**Exercise directions:**
Search the records for "ConfigStore". Copy every line where it appears.

### Data to use ###

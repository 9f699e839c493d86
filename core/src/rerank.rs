use crate::candidate::Candidate;
use crate::math::cosine_similarity;
use crate::RankingError;
use futures::future::join_all;
use search_ranking_backend::{
    BackendError, ComputeTarget, ModelFamily, PairBatch, Query, RerankBackend,
};
use serde::{Deserialize, Serialize};
use tokio::time::Instant;
use tracing::instrument;

#[derive(Debug, Clone, PartialEq, Serialize, Deserialize)]
#[serde(default)]
pub struct RerankConfig {
    pub model_family: ModelFamily,
    /// Number of leading candidates sent to the model
    pub top_k: usize,
    pub batch_size: usize,
    pub compute_target: ComputeTarget,
}

impl Default for RerankConfig {
    fn default() -> Self {
        Self {
            model_family: ModelFamily::CrossEncoder,
            top_k: 100,
            batch_size: 32,
            compute_target: ComputeTarget::Cpu,
        }
    }
}

impl RerankConfig {
    pub fn disabled() -> Self {
        Self {
            model_family: ModelFamily::None,
            ..Default::default()
        }
    }

    pub fn validate(&self) -> Result<(), RankingError> {
        if self.batch_size == 0 {
            return Err(RankingError::Config(
                "rerank `batch_size` must be at least 1".to_string(),
            ));
        }
        Ok(())
    }
}

#[derive(Debug, Clone, Default)]
pub struct RerankOutcome {
    pub candidates: Vec<Candidate>,
    pub batches: usize,
    pub failed_batches: usize,
    pub timed_out_batches: usize,
    /// Set when the stage could not score anything at all
    pub unavailable: Option<String>,
}

impl RerankOutcome {
    fn unavailable(candidates: Vec<Candidate>, reason: String) -> Self {
        Self {
            candidates,
            unavailable: Some(reason),
            ..Default::default()
        }
    }

    pub fn all_failed(&self) -> bool {
        self.batches > 0 && self.failed_batches == self.batches
    }
}

/// Rescore the leading `config.top_k` candidates with the rerank model.
///
/// Candidates past `top_k` keep their scores and follow the reranked prefix.
/// A failed batch keeps its previous scores and is flagged `rerank_failed`.
#[instrument(
    skip_all,
    fields(family = %config.model_family, top_k = config.top_k, candidates = candidates.len())
)]
pub async fn rerank(
    mut candidates: Vec<Candidate>,
    query: &Query,
    config: &RerankConfig,
    backend: &RerankBackend,
    deadline: Instant,
) -> RerankOutcome {
    if config.model_family == ModelFamily::None || config.top_k == 0 || candidates.is_empty() {
        return RerankOutcome {
            candidates,
            ..Default::default()
        };
    }
    if !backend.supports(config.model_family) {
        return RerankOutcome::unavailable(
            candidates,
            format!("rerank model does not support {}", config.model_family),
        );
    }

    let tail = candidates.split_off(config.top_k.min(candidates.len()));
    let mut head = candidates;

    let batch_size = backend
        .max_batch_size
        .map_or(config.batch_size, |max| max.min(config.batch_size))
        .max(1);
    let documents: Vec<String> = head.iter().map(Candidate::document).collect();

    let results = match score_batches(
        &documents,
        batch_size,
        query,
        config.model_family,
        backend,
        deadline,
    )
    .await
    {
        Ok(results) => results,
        Err(reason) => {
            tracing::warn!("Reranking unavailable: {reason}");
            head.extend(tail);
            return RerankOutcome::unavailable(head, reason);
        }
    };

    let batches = results.len();
    let mut failed_batches = 0;
    let mut timed_out_batches = 0;

    for (chunk, (result, candidates)) in results
        .into_iter()
        .zip(head.chunks_mut(batch_size))
        .enumerate()
    {
        metrics::histogram!("sr_rerank_batch_size").record(candidates.len() as f64);
        match result.and_then(check_finite) {
            Ok(scores) => {
                for (candidate, score) in candidates.iter_mut().zip(scores) {
                    candidate.score = score;
                    candidate.annotations.rerank_score = Some(score);
                }
            }
            Err(err) => {
                failed_batches += 1;
                if err == BackendError::Timeout {
                    timed_out_batches += 1;
                }
                metrics::counter!("sr_rerank_batch_failure").increment(1);
                tracing::warn!("Rerank batch {chunk} failed: {err}");
                for candidate in candidates.iter_mut() {
                    candidate.annotations.rerank_failed = true;
                }
            }
        }
    }

    head.sort_by(|a, b| b.score.total_cmp(&a.score));
    head.extend(tail);

    RerankOutcome {
        candidates: head,
        batches,
        failed_batches,
        timed_out_batches,
        unavailable: None,
    }
}

type BatchResult = Result<Vec<f32>, BackendError>;

async fn score_batches(
    documents: &[String],
    batch_size: usize,
    query: &Query,
    family: ModelFamily,
    backend: &RerankBackend,
    deadline: Instant,
) -> Result<Vec<BatchResult>, String> {
    match family {
        ModelFamily::CrossEncoder => {
            let futures = documents.chunks(batch_size).map(|chunk| {
                let batch = PairBatch {
                    query: query.clone(),
                    documents: chunk.to_vec(),
                };
                async move { backend.predict(batch, deadline).await.map(|(s, _)| s) }
            });
            Ok(join_all(futures).await)
        }
        ModelFamily::BiEncoder => {
            let query_embedding = query_embedding(query, backend, deadline).await?;
            let query_embedding = &query_embedding;
            let futures = documents.chunks(batch_size).map(|chunk| {
                let texts = chunk.to_vec();
                async move {
                    let (embeddings, _) = backend.embed(texts, deadline).await?;
                    embeddings
                        .iter()
                        .map(|embedding| {
                            cosine_similarity(query_embedding, embedding).ok_or_else(|| {
                                BackendError::Inference(
                                    "document embedding cannot be compared with the query embedding"
                                        .to_string(),
                                )
                            })
                        })
                        .collect::<BatchResult>()
                }
            });
            Ok(join_all(futures).await)
        }
        ModelFamily::None => Ok(Vec::new()),
    }
}

/// The model's embedding of the query text, or the caller's embedding when there is no text
async fn query_embedding(
    query: &Query,
    backend: &RerankBackend,
    deadline: Instant,
) -> Result<Vec<f32>, String> {
    match (&query.text, &query.embedding) {
        (Some(text), _) => {
            let (mut embeddings, _) = backend
                .embed(vec![text.clone()], deadline)
                .await
                .map_err(|err| format!("could not embed query: {err}"))?;
            embeddings
                .pop()
                .ok_or_else(|| "model returned no query embedding".to_string())
        }
        (None, Some(embedding)) => Ok(embedding.clone()),
        (None, None) => Err("bi-encoder reranking requires query text or embedding".to_string()),
    }
}

fn check_finite(scores: Vec<f32>) -> Result<Vec<f32>, BackendError> {
    if scores.iter().all(|s| s.is_finite()) {
        Ok(scores)
    } else {
        Err(BackendError::Inference(
            "model returned a non finite score".to_string(),
        ))
    }
}
#![allow(dead_code)]

use serde::{Deserialize, Serialize};
use std::collections::HashMap;
use std::sync::{Arc, Mutex};
use std::time::Duration;

use search_ranking_backend::{
    BackendError, ModelFamily, PairBatch, RerankBackend, RerankModel, RetrievalRequest,
    RetrievedItem, Retrieval, Retriever,
};
use search_ranking_core::config::{ConfigStore, PipelineConfig};
use search_ranking_core::pipeline::Pipeline;
use tokio::time::Instant;

#[derive(Serialize, Deserialize, Debug)]
pub struct Score(pub f32);

impl Score {
    fn is_close(&self, other: &Self, abs_tol: f32) -> bool {
        is_close::default()
            .abs_tol(abs_tol)
            .is_close(self.0, other.0)
    }
}

impl PartialEq for Score {
    fn eq(&self, other: &Self) -> bool {
        // Default tolerance for equality
        self.is_close(other, 1e-5)
    }
}

/// Returns a fixed list of items, or a fixed error, and records every request
pub struct MockRetriever {
    items: Vec<RetrievedItem>,
    error: Option<BackendError>,
    requests: Mutex<Vec<RetrievalRequest>>,
}

impl MockRetriever {
    pub fn new(items: Vec<RetrievedItem>) -> Self {
        Self {
            items,
            error: None,
            requests: Mutex::new(Vec::new()),
        }
    }

    pub fn failing(error: BackendError) -> Self {
        Self {
            items: Vec::new(),
            error: Some(error),
            requests: Mutex::new(Vec::new()),
        }
    }

    pub fn requests(&self) -> Vec<RetrievalRequest> {
        self.requests.lock().unwrap().clone()
    }
}

#[async_trait::async_trait]
impl Retriever for MockRetriever {
    async fn health(&self) -> Result<(), BackendError> {
        match &self.error {
            Some(err) => Err(err.clone()),
            None => Ok(()),
        }
    }

    async fn search(&self, request: RetrievalRequest) -> Result<Vec<RetrievedItem>, BackendError> {
        let top_k = request.top_k;
        self.requests.lock().unwrap().push(request);
        match &self.error {
            Some(err) => Err(err.clone()),
            None => Ok(self.items.iter().take(top_k).cloned().collect()),
        }
    }
}

/// Rerank model answering from lookup tables keyed by document text
#[derive(Default)]
pub struct MockModel {
    pub families: Vec<ModelFamily>,
    pub scores: HashMap<String, f32>,
    pub embeddings: HashMap<String, Vec<f32>>,
    pub delay: Duration,
    /// Fail any batch containing this document
    pub fail_on: Option<String>,
    /// Reject pair batches whose query has no text
    pub text_only: bool,
}

impl MockModel {
    pub fn cross_encoder(scores: &[(&str, f32)]) -> Self {
        Self {
            families: vec![ModelFamily::CrossEncoder],
            scores: scores.iter().map(|(d, s)| (d.to_string(), *s)).collect(),
            ..Default::default()
        }
    }

    pub fn bi_encoder(embeddings: &[(&str, Vec<f32>)]) -> Self {
        Self {
            families: vec![ModelFamily::BiEncoder],
            embeddings: embeddings
                .iter()
                .map(|(d, e)| (d.to_string(), e.clone()))
                .collect(),
            ..Default::default()
        }
    }

    pub fn with_delay(mut self, delay: Duration) -> Self {
        self.delay = delay;
        self
    }

    pub fn failing_on(mut self, document: &str) -> Self {
        self.fail_on = Some(document.to_string());
        self
    }

    pub fn text_only(mut self) -> Self {
        self.text_only = true;
        self
    }

    fn check(&self, documents: &[String]) -> Result<(), BackendError> {
        std::thread::sleep(self.delay);
        match &self.fail_on {
            Some(fail_on) if documents.contains(fail_on) => {
                Err(BackendError::Inference("model crashed".to_string()))
            }
            _ => Ok(()),
        }
    }
}

impl RerankModel for MockModel {
    fn health(&self) -> Result<(), BackendError> {
        Ok(())
    }

    fn families(&self) -> Vec<ModelFamily> {
        self.families.clone()
    }

    fn predict(&self, batch: PairBatch) -> Result<Vec<f32>, BackendError> {
        if self.text_only && batch.query.text.is_none() {
            return Err(BackendError::Unsupported(
                "scoring without a query text".to_string(),
            ));
        }
        self.check(&batch.documents)?;
        Ok(batch
            .documents
            .iter()
            .map(|d| self.scores.get(d).copied().unwrap_or(0.0))
            .collect())
    }

    fn embed(&self, texts: Vec<String>) -> Result<Vec<Vec<f32>>, BackendError> {
        self.check(&texts)?;
        Ok(texts
            .iter()
            .map(|t| self.embeddings.get(t).cloned().unwrap_or_else(|| vec![0.0, 0.0]))
            .collect())
    }
}

/// Retrieved item whose document text is `doc{i}`
pub fn item(i: usize, score: f32) -> RetrievedItem {
    let mut item = RetrievedItem {
        id: format!("c{i}"),
        score: Some(score),
        ..Default::default()
    };
    item.metadata
        .insert("title".to_string(), format!("doc{i}").into());
    item
}

/// `n` items scored 0.95, 0.94, ...
pub fn ranked_items(n: usize) -> Vec<RetrievedItem> {
    (0..n).map(|i| item(i, 0.95 - 0.01 * i as f32)).collect()
}

pub fn pipeline(
    retriever: Arc<MockRetriever>,
    model: Option<MockModel>,
    config: PipelineConfig,
) -> Pipeline {
    let reranker = model.map(|model| RerankBackend::new(Arc::new(model), 2).unwrap());
    let store = Arc::new(ConfigStore::new(config).unwrap());
    Pipeline::new(Retrieval::new(retriever), reranker, store, 8)
}

pub fn deadline() -> Instant {
    Instant::now() + Duration::from_secs(5)
}

pub fn ids(result: &search_ranking_core::pipeline::PipelineResult) -> Vec<&str> {
    result.candidates.iter().map(|c| c.id.as_str()).collect()
}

###

**Answer space:**
use search_ranking_core::config::{ConfigStore, PipelineConfig};
    let store = Arc::new(ConfigStore::new(config).unwrap());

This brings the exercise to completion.